A professor lies about race. A newspaper condemns a leak. A state cooks data to hide its missing students. Plus: the Dalai Lama. And much more.

Happy Friday. Some of you have written to me sharing your TGIF reading ritual. You seem to take this catalog of horrors and make it into a delightful Friday morning read, maybe in a certain café with a specific coffee, or as a back and forth with a husband, or, if you’re in San Francisco, your husband and his girlfriend. And I love that. 

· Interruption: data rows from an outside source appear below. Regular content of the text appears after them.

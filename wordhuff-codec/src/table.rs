//! Code table derived from a code tree.

use crate::node::Node;
use log::trace;
use std::collections::BTreeMap;
use wordhuff_core::{Bit, BitSequence, FrequencyTable, Result, WordHuffError};

/// Mapping from word to its prefix code.
///
/// Every code is the root-to-leaf path of one leaf, so no code is a prefix
/// of another.
#[derive(Debug, Clone, Default, PartialEq, Eq)]
pub struct CodeTable {
    codes: BTreeMap<String, BitSequence>,
}

impl CodeTable {
    /// Derive the table by a depth-first walk of `root`.
    ///
    /// A leaf root gets the empty code; codec construction never produces one.
    pub fn from_tree(root: &Node) -> Self {
        let mut codes = BTreeMap::new();
        let mut path = BitSequence::new();
        collect_codes(root, &mut path, &mut codes);
        Self { codes }
    }

    /// Code for `word`.
    #[inline]
    pub fn get(&self, word: &str) -> Option<&BitSequence> {
        self.codes.get(word)
    }

    /// Whether `word` has a code.
    pub fn contains(&self, word: &str) -> bool {
        self.codes.contains_key(word)
    }

    /// Number of words.
    pub fn len(&self) -> usize {
        self.codes.len()
    }

    /// Whether the table is empty.
    pub fn is_empty(&self) -> bool {
        self.codes.is_empty()
    }

    /// `(word, code)` pairs in lexicographic word order.
    pub fn iter(&self) -> impl Iterator<Item = (&str, &BitSequence)> {
        self.codes.iter().map(|(word, code)| (word.as_str(), code))
    }

    /// Longest code length in bits.
    pub fn max_code_len(&self) -> usize {
        self.codes.values().map(BitSequence::len).max().unwrap_or(0)
    }

    /// Shortest code length in bits.
    pub fn min_code_len(&self) -> usize {
        self.codes.values().map(BitSequence::len).min().unwrap_or(0)
    }

    /// Total encoded size, in bits, of a corpus with the given counts.
    ///
    /// Fails with [`WordHuffError::UnknownSymbol`] if `frequencies` names a
    /// word without a code.
    pub fn weighted_length(&self, frequencies: &FrequencyTable) -> Result<u64> {
        frequencies.iter().try_fold(0u64, |acc, (word, count)| {
            let code = self
                .codes
                .get(word)
                .ok_or_else(|| WordHuffError::unknown_symbol(word))?;
            count
                .checked_mul(code.len() as u64)
                .and_then(|bits| acc.checked_add(bits))
                .ok_or_else(|| WordHuffError::count_overflow(word))
        })
    }
}

fn collect_codes(node: &Node, path: &mut BitSequence, codes: &mut BTreeMap<String, BitSequence>) {
    match node {
        Node::Leaf { word, .. } => {
            trace!("code {word:?} = {path}");
            codes.insert(word.clone(), path.clone());
        }
        Node::Internal { left, right, .. } => {
            path.push(Bit::Left);
            collect_codes(left, path, codes);
            path.pop();
            path.push(Bit::Right);
            collect_codes(right, path, codes);
            path.pop();
        }
    }
}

I also see that as free content for my purposes. So, tell me: How Do You TG? Email a line and/or a picture of the scene to And next week I’ll feature my favorites. (I’m cribbing here from my friend Andrew Sullivan, who has his readers send him pictures of the view from their windows.)

Okay, let’s get to it.

→ A data leak shows Ukraine war going badly: The documents demonstrate just how much America is running the show; that U.S. and NATO troops are on the ground; and that the war is not going very well for Ukraine. The Pentagon doesn’t think the war will end in 2023. Also, the docs show that (shocker) America is spying on a lot of countries.

A great rundown of how these documents gurgled up through a gaming chat room can be found on my most trusted source, Wikipedia. And for a rundown of the findings, I turn to my other trusted source (I’m only half-kidding), the World Socialist Web Site. Or, fine, there’s The New York Times: The Pentagon has ID’ed and arrested the suspected leaker as Airman Jack Teixeira of the Massachusetts Air National Guard, whose motivations, at least right now, seem to be bragging rights among his friends (the leak is not wildly embarrassing to the U.S.).

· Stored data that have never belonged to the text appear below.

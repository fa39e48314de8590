//! Huffman tree construction.
//!
//! Leaves are created in lexicographic word order and pushed onto a min-heap
//! keyed by `(weight, sequence)`, where `sequence` counts insertions. Equal
//! weights therefore dequeue in insertion order, which makes the tree shape
//! a pure function of the frequency table. The first node popped in each
//! round becomes the left child, the second the right child.

use crate::node::Node;
use log::trace;
use std::cmp::Ordering;
use std::collections::BinaryHeap;
use wordhuff_core::{FrequencyTable, Result, WordHuffError};

/// Heap entry ordered so that `BinaryHeap` pops the lowest `(weight, sequence)`.
#[derive(Debug)]
struct QueueEntry {
    weight: u64,
    sequence: u64,
    node: Node,
}

impl Ord for QueueEntry {
    fn cmp(&self, other: &Self) -> Ordering {
        // Reversed: BinaryHeap is a max-heap.
        (other.weight, other.sequence).cmp(&(self.weight, self.sequence))
    }
}

impl PartialOrd for QueueEntry {
    fn partial_cmp(&self, other: &Self) -> Option<Ordering> {
        Some(self.cmp(other))
    }
}

impl PartialEq for QueueEntry {
    fn eq(&self, other: &Self) -> bool {
        self.cmp(other) == Ordering::Equal
    }
}

impl Eq for QueueEntry {}

/// Min-priority queue that is stable for equal weights.
#[derive(Debug, Default)]
struct StableQueue {
    heap: BinaryHeap<QueueEntry>,
    next_sequence: u64,
}

impl StableQueue {
    fn with_capacity(capacity: usize) -> Self {
        Self {
            heap: BinaryHeap::with_capacity(capacity),
            next_sequence: 0,
        }
    }

    fn push(&mut self, node: Node) {
        let entry = QueueEntry {
            weight: node.weight(),
            sequence: self.next_sequence,
            node,
        };
        self.next_sequence += 1;
        self.heap.push(entry);
    }

    fn pop(&mut self) -> Option<Node> {
        self.heap.pop().map(|entry| entry.node)
    }

    fn len(&self) -> usize {
        self.heap.len()
    }
}

/// Build the code tree for `frequencies`.
///
/// Requires at least two distinct words; the returned root is always an
/// internal node.
pub fn build_tree(frequencies: &FrequencyTable) -> Result<Node> {
    if frequencies.len() < 2 {
        return Err(WordHuffError::invalid_input(format!(
            "at least two distinct words are required, got {}",
            frequencies.len()
        )));
    }

    let mut queue = StableQueue::with_capacity(frequencies.len());
    for (word, count) in frequencies.sorted() {
        queue.push(Node::leaf(word, count));
    }

    loop {
        let left = queue
            .pop()
            .ok_or_else(|| WordHuffError::invalid_input("empty frequency table"))?;
        let Some(right) = queue.pop() else {
            return Ok(left);
        };
        trace!(
            "merge {} + {} ({} nodes left)",
            left.weight(),
            right.weight(),
            queue.len()
        );
        queue.push(Node::internal(left, right)?);
    }
}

Now, secret documents showing the U.S. government being a little shady about the state of a war might seem like great fodder for reporters. But instead, the response from old world media has been to collectively panic about the fact of a leak. Read The Washington Post’s official Editorial Board take

The most damaging part of the leaked Ukraine documents is the leak itself. . . . If most of the documents are genuine, as they appear to be—with apparent alterations intended to exaggerate Ukrainian casualty estimates and minimize Russian ones—then U.S. authorities will urgently need to trace the leak’s provenance. The Justice Department has launched an investigation intended to do just that. The Biden administration will also be faced with some damage control.

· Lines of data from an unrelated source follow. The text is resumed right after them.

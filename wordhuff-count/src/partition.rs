//! Splitting an input into contiguous partitions.

use std::ops::Range;
use wordhuff_core::{Result, WordHuffError};

/// Split `0..len` into `partitions` contiguous ranges.
///
/// Range `i` starts at `len * i / partitions`; the last range always ends at
/// `len`, so the ranges tile the input with no gaps or overlaps. When `len`
/// is smaller than `partitions` some ranges are empty.
///
/// Fails with [`WordHuffError::InvalidInput`] if `partitions` is zero.
///
/// # Example
///
/// ```
/// use wordhuff_count::partition_ranges;
///
/// assert_eq!(partition_ranges(10, 3).unwrap(), vec![0..3, 3..6, 6..10]);
/// assert!(partition_ranges(10, 0).is_err());
/// ```
pub fn partition_ranges(len: usize, partitions: usize) -> Result<Vec<Range<usize>>> {
    if partitions == 0 {
        return Err(WordHuffError::invalid_input("partition count must be at least 1"));
    }

    let ranges = (0..partitions)
        .map(|i| {
            let start = split_point(len, i, partitions);
            let end = if i == partitions - 1 {
                len
            } else {
                split_point(len, i + 1, partitions)
            };
            start..end
        })
        .collect();
    Ok(ranges)
}

/// `len * i / partitions` without overflowing for large inputs.
#[inline]
fn split_point(len: usize, i: usize, partitions: usize) -> usize {
    ((len as u128 * i as u128) / partitions as u128) as usize
}

#[cfg(test)]
mod tests {
    use super::*;

    #[test]
    fn test_even_split() {
        assert_eq!(partition_ranges(6, 3).unwrap(), vec![0..2, 2..4, 4..6]);
    }

    #[test]
    fn test_remainder_goes_to_later_ranges() {
        let ranges = partition_ranges(11, 4).unwrap();
        assert_eq!(ranges, vec![0..2, 2..5, 5..8, 8..11]);
    }

    #[test]
    fn test_more_partitions_than_items() {
        let ranges = partition_ranges(3, 10).unwrap();
        assert_eq!(ranges.len(), 10);
        assert_eq!(ranges.iter().map(|r| r.len()).sum::<usize>(), 3);
        assert_eq!(ranges.last().unwrap().end, 3);
    }

    #[test]
    fn test_empty_input() {
        let ranges = partition_ranges(0, 4).unwrap();
        assert!(ranges.iter().all(|r| r.is_empty()));
    }

    #[test]
    fn test_ranges_tile_input() {
        for len in 0..50 {
            for partitions in 1..12 {
                let ranges = partition_ranges(len, partitions).unwrap();
                assert_eq!(ranges[0].start, 0);
                assert_eq!(ranges[partitions - 1].end, len);
                for pair in ranges.windows(2) {
                    assert_eq!(pair[0].end, pair[1].start);
                }

                let shortest = ranges.iter().map(|r| r.len()).min().unwrap();
                let longest = ranges.iter().map(|r| r.len()).max().unwrap();
                assert!(
                    longest - shortest <= 1,
                    "len = {len}, partitions = {partitions}: {ranges:?}"
                );
            }
        }
    }

    #[test]
    fn test_zero_partitions_rejected() {
        assert!(matches!(
            partition_ranges(5, 0),
            Err(WordHuffError::InvalidInput { .. })
        ));
    }
}
//! Measurements over plain word sequences.

/// Length in bytes of `words` written out with one separator between
/// neighbours.
///
/// This is the uncompressed size to set against a compressed bit count.
/// An empty sequence has length 0. The sum saturates at `u64::MAX`.
///
/// # Example
///
/// ```
/// use wordhuff_core::text_length;
///
/// assert_eq!(text_length(&["the", "cat"]), 7);
/// ```
pub fn text_length<S: AsRef<str>>(words: &[S]) -> u64 {
    let separators = words.len().saturating_sub(1) as u64;
    words
        .iter()
        .map(|word| word.as_ref().len() as u64)
        .fold(separators, u64::saturating_add)
}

Stop thinking about dying Ukrainians, stop thinking about what we’ve learned about the war from this breach. Let’s think of how hurtful this must have been to the Pentagon and how really unfair it is to ask Joe Biden to do damage control about the war when he’s already so busy all the time. Sincerely, The Washington Post. P.S.: New slogan is Democracy Also Dies in Light If It’s Too Bright.

→ Interesting data on our war spending: Thanks to Matt Stoller for pointing this out. 

→ A family murdered in Israel: Last Friday, a Palestinian terrorist gunned down an Israeli family headed out for a family holiday. Sisters Rina (15 years old) and Maia (20 years old) were murdered. Their mother, Lucy, died from her injuries a few days later. I have nothing clever to say here, only sadness and awe at the way Rabbi Leo Dee and his three surviving children have handled this unspeakable tragedy. Lucy’s heart, lungs, liver, and kidneys were transplanted to five people.

If you haven’t watched the footage of his eulogies, I really recommend taking a moment to do so.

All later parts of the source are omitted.